Sharetraderator
An AI-assisted, paper-trading research tool for ASX shares. Every trading day it pulls end-of-day prices, computes transparent quantitative signals in Python, asks Claude to turn those signals into a structured, risk-bounded recommendation, and journals everything to a database — so months later you can audit whether the system actually adds value. It never places a real order.
Problem Solved
Retail trading decisions are usually a mix of gut feel and whatever the finance press said that morning, and nobody keeps score. Sharetraderator replaces that with a disciplined daily loop: the same signals, the same risk rules, the same conservative prompt, every single day — and a permanent journal of what was recommended, why, and what the signals looked like at the time.

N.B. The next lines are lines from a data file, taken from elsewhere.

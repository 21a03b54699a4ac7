//! Performance feedback
//!
//! Runs apart from the pipeline: reads engagement for every published post,
//! classifies it and appends a [`PerformanceRecord`]. Persona selection picks
//! these records up through [`MemoryStore::persona_stats`].
//!
//! A post the source cannot read is skipped, never recorded as zero. Counters
//! only grow, so a fresh reading is merged with the last stored record and
//! views the source does not expose carry over from it.

use crate::config::AnalyticsConfig;
use crate::memory::MemoryStore;
use crate::retry::ResilientCaller;
use crate::upstream::{classify as classify_error, UpstreamError};
use async_trait::async_trait;
use chrono::Utc;
use sdk::errors::EngineError;
use sdk::types::{Classification, PerformanceRecord};
use serde::Serialize;
use std::sync::Arc;
use tracing::{debug, info, warn};

/// Raw engagement counts for one post
#[derive(Debug, Clone, Copy, Default, PartialEq, Eq, Serialize)]
pub struct Engagement {
    /// `None` when impressions are not visible to us
    pub views: Option<u64>,
    pub likes: u64,
    pub comments: u64,
}

impl Engagement {
    pub fn reactions(&self) -> u64 {
        self.likes + self.comments
    }

    /// Combine with the last stored record for the same post
    pub fn merged_with(self, prior: Option<&PerformanceRecord>) -> Self {
        let Some(prior) = prior else {
            return self;
        };
        Self {
            views: match (self.views, prior.views) {
                (Some(fresh), Some(old)) => Some(fresh.max(old)),
                (fresh, old) => fresh.or(old),
            },
            likes: self.likes.max(prior.likes),
            comments: self.comments.max(prior.comments),
        }
    }
}

/// Reads engagement for a published post
#[async_trait]
pub trait EngagementSource: Send + Sync {
    /// `Ok(None)` when the platform will not show this post's engagement
    async fn engagement(&self, urn: &str) -> Result<Option<Engagement>, UpstreamError>;
}

#[derive(Debug, Clone, Copy, PartialEq, Eq)]
pub struct Thresholds {
    pub winner_views: u64,
    pub loser_views: u64,
    pub winner_reactions: u64,
    pub loser_reactions: u64,
}

impl From<&AnalyticsConfig> for Thresholds {
    fn from(config: &AnalyticsConfig) -> Self {
        Self {
            winner_views: config.winner_views,
            loser_views: config.loser_views,
            winner_reactions: config.winner_reactions,
            loser_reactions: config.loser_reactions,
        }
    }
}

impl Default for Thresholds {
    fn default() -> Self {
        Self::from(&AnalyticsConfig::default())
    }
}

/// Unknown views can make a post a winner on reactions alone, never a loser.
pub fn classify(engagement: &Engagement, thresholds: &Thresholds) -> Classification {
    let reactions = engagement.reactions();
    let views_win = engagement.views.is_some_and(|v| v >= thresholds.winner_views);
    let views_low = engagement.views.is_some_and(|v| v < thresholds.loser_views);

    if views_win || reactions >= thresholds.winner_reactions {
        Classification::Winner
    } else if views_low && reactions < thresholds.loser_reactions {
        Classification::Loser
    } else {
        Classification::Neutral
    }
}

/// Classified record for a post, stamped now
pub fn record_for(urn: &str, engagement: Engagement, thresholds: &Thresholds) -> PerformanceRecord {
    PerformanceRecord {
        post_urn: urn.to_string(),
        views: engagement.views,
        likes: engagement.likes,
        comments: engagement.comments,
        classification: classify(&engagement, thresholds),
        recorded_at: Utc::now(),
    }
}

#[derive(Debug, Clone, Default, PartialEq, Eq, Serialize)]
pub struct RefreshSummary {
    pub updated: usize,
    /// Posts the platform would not report on
    pub unavailable: usize,
    pub failed: usize,
}

pub struct AnalyticsPass {
    source: Arc<dyn EngagementSource>,
    caller: ResilientCaller,
    thresholds: Thresholds,
}

impl AnalyticsPass {
    pub fn new(source: Arc<dyn EngagementSource>, caller: ResilientCaller, thresholds: Thresholds) -> Self {
        Self {
            source,
            caller,
            thresholds,
        }
    }

    /// Fetch engagement for every stored post and record the results in one
    /// commit. A post whose fetch fails is counted and skipped.
    pub async fn refresh(&self, store: &MemoryStore) -> Result<RefreshSummary, EngineError> {
        let state = store.load()?;
        let mut summary = RefreshSummary::default();
        let mut records = Vec::new();
        let source = &self.source;

        for post in &state.posts {
            let urn = post.platform_urn.as_str();
            let result = self
                .caller
                .call("analytics:engagement", || source.engagement(urn), classify_error)
                .await;

            match result {
                Ok(None) => {
                    debug!(urn, "Engagement unavailable, keeping previous record");
                    summary.unavailable += 1;
                }
                Ok(Some(reading)) => {
                    let engagement = reading.merged_with(state.latest_performance(urn));
                    let record = record_for(urn, engagement, &self.thresholds);
                    info!(
                        urn,
                        likes = record.likes,
                        comments = record.comments,
                        classification = %record.classification,
                        "Engagement recorded"
                    );
                    records.push(record);
                }
                Err(e) => {
                    warn!(urn, error = %e, "Engagement fetch failed, skipping post");
                    summary.failed += 1;
                }
            }
        }

        if !records.is_empty() {
            let attempted = records.len();
            let unknown = store.attach_performance_batch(records)?;
            summary.updated = attempted - unknown.len();
            summary.failed += unknown.len();
        }

        Ok(summary)
    }
}

#[cfg(test)]
mod tests {
    use super::*;

    fn e(views: u64, likes: u64, comments: u64) -> Engagement {
        Engagement {
            views: Some(views),
            likes,
            comments,
        }
    }

    #[test]
    fn test_classification_boundaries() {
        let t = Thresholds::default();
        assert_eq!(classify(&e(1000, 0, 0), &t), Classification::Winner);
        assert_eq!(classify(&e(0, 20, 5), &t), Classification::Winner);
        assert_eq!(classify(&e(299, 2, 2), &t), Classification::Loser);
        assert_eq!(classify(&e(300, 0, 0), &t), Classification::Neutral);
        assert_eq!(classify(&e(0, 3, 2), &t), Classification::Neutral);
        assert_eq!(classify(&e(999, 24, 0), &t), Classification::Neutral);
    }

    #[test]
    fn test_unknown_views_never_classify_as_loser() {
        let t = Thresholds::default();
        let quiet = Engagement {
            views: None,
            likes: 0,
            comments: 0,
        };
        assert_eq!(classify(&quiet, &t), Classification::Neutral);

        let loud = Engagement {
            views: None,
            likes: 20,
            comments: 5,
        };
        assert_eq!(classify(&loud, &t), Classification::Winner);
    }

    #[test]
    fn test_merge_keeps_larger_counters_and_known_views() {
        let prior = record_for("urn:li:share:9", e(1500, 10, 2), &Thresholds::default());
        let fresh = Engagement {
            views: None,
            likes: 4,
            comments: 6,
        };

        let merged = fresh.merged_with(Some(&prior));
        assert_eq!(merged, e(1500, 10, 6));
        assert_eq!(fresh.merged_with(None), fresh);
    }

    #[test]
    fn test_record_for_copies_counts() {
        let r = record_for("urn:li:share:9", e(1500, 3, 1), &Thresholds::default());
        assert_eq!(r.post_urn, "urn:li:share:9");
        assert_eq!(r.views, Some(1500));
        assert_eq!(r.classification, Classification::Winner);
    }
}
//! Comment packs
//!
//! Drafts three replies a person could leave on someone else's post about the
//! same trend. Packs are stored for review and never submitted.

use super::{labelled, ParseError};
use crate::llm::Prompt;
use chrono::Utc;
use sdk::types::{CommentDraft, CommentPack, ResearchBrief};

pub const STYLES: [&str; 3] = ["value_add", "contrarian", "question"];

const SYSTEM: &str = "You are a networking expert. Help the user grow by commenting on \
other people's posts about this trend.\n\
Write three distinct comments:\n\
1. Value Add: agree with the premise and add a specific example or data point.\n\
2. Contrarian: respectfully disagree or point out a missing nuance.\n\
3. Question: ask a thoughtful question that invites a reply.\n\n\
Format:\n\
Value Add: <comment>\n\
Contrarian: <comment>\n\
Question: <comment>";

pub fn prompt(brief: &ResearchBrief) -> Prompt {
    Prompt::new(SYSTEM, format!("Trend:\n{}", brief.render()))
}

fn style_for(label: &str) -> Option<&'static str> {
    match label {
        "value add" | "value-add" | "value_add" => Some(STYLES[0]),
        "contrarian" => Some(STYLES[1]),
        "question" => Some(STYLES[2]),
        _ => None,
    }
}

/// Parse the networker reply. Lines after a style label continue its draft.
pub fn parse(target_post_ref: &str, reply: &str) -> Result<CommentPack, ParseError> {
    let mut drafts: Vec<CommentDraft> = Vec::new();
    let mut current: Option<usize> = None;

    for line in reply.lines() {
        if let Some((label, value)) = labelled(line) {
            if let Some(style) = style_for(&label) {
                match drafts.iter().position(|d| d.style_tag == style) {
                    Some(existing) => current = Some(existing),
                    None => {
                        drafts.push(CommentDraft {
                            style_tag: style.to_string(),
                            text: value,
                        });
                        current = Some(drafts.len() - 1);
                    }
                }
                continue;
            }
        }

        let text = line.trim();
        if text.is_empty() || text.starts_with('#') {
            continue;
        }
        if let Some(draft) = current.and_then(|i| drafts.get_mut(i)) {
            if !draft.text.is_empty() {
                draft.text.push(' ');
            }
            draft.text.push_str(text);
        }
    }

    drafts.retain(|d| !d.text.trim().is_empty());
    if drafts.is_empty() {
        return Err(ParseError::MissingField("comment drafts"));
    }

    Ok(CommentPack {
        target_post_ref: target_post_ref.to_string(),
        drafts,
        created_at: Utc::now(),
    })
}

The goal isn't a money printer; it's an honest, measurable answer to "does this process beat doing nothing?"
It's also a working study in where LLMs belong in a quantitative pipeline: Python does all the arithmetic, and Claude only reasons over pre-computed numbers — the division of labour that plays to each side's strengths.
This tool is a personal research project and is not financial advice. It places no real orders; all outputs are paper-trading recommendations for manual review.
Key Features
Daily Automated Analysis Run
A Vercel cron fires shortly after ASX close. A Python function fetches end-of-day data for a ~23-ticker watchlist, computes RSI, moving averages, momentum, volatility and 52-week range position in pandas, and sends only those derived signals to Claude. The model returns structured JSON: action (BUY / HOLD / AVOID), conviction, entry range, target, stop, position size, and a plain-English rationale.
Code-Enforced Risk Limits
Whatever the model returns is clamped back inside hard limits defined in code — maximum position size, stop-loss discipline, portfolio exposure caps. A bad model output cannot exceed the risk framework, because enforcement happens after the response, in Python, not in the prompt.
A Deliberately Conservative Bias
The system prompt and rule set prefer doing nothing over a marginal trade. In practice most days most tickers come back HOLD or AVOID with a reasoned explanation — which is exactly the point. A recommendation engine that mostly says "no trade" is a feature, not a failure.
Full Audit Journal
Every run stores every recommendation together with the exact signal values that produced it. The read-only dashboard renders the latest run, the full run history, and per-ticker detail with the raw signal JSON one click away. Recommendation-vs-outcome analysis is possible months later because nothing is ever overwritten.
Honest Backtesting
A separate rule-based backtest engine (no API calls, so free to iterate) tests the signal ruleset against two years of history per ticker, after estimated brokerage and slippage, and reports strategy vs. buy-and-hold with Sharpe and max drawdown. It prints its own limitations at the bottom of every report — survivorship bias, simplistic slippage, no regime modelling — because a backtest that flatters itself is worse than none.
Architecture
Architecture Overview
Python does all the arithmetic; the LLM never touches raw prices. yfinance end-of-day data flows into pandas to produce RSI14, SMA20/50, 1m/3m momentum, annualised volatility, and 52-week range position. Those signals go to the Claude API, and structured JSON comes back — with markdown-fence stripping, truncation detection, and a defensive error shape on parse failure. Risk limits are then enforced in Python, after the response.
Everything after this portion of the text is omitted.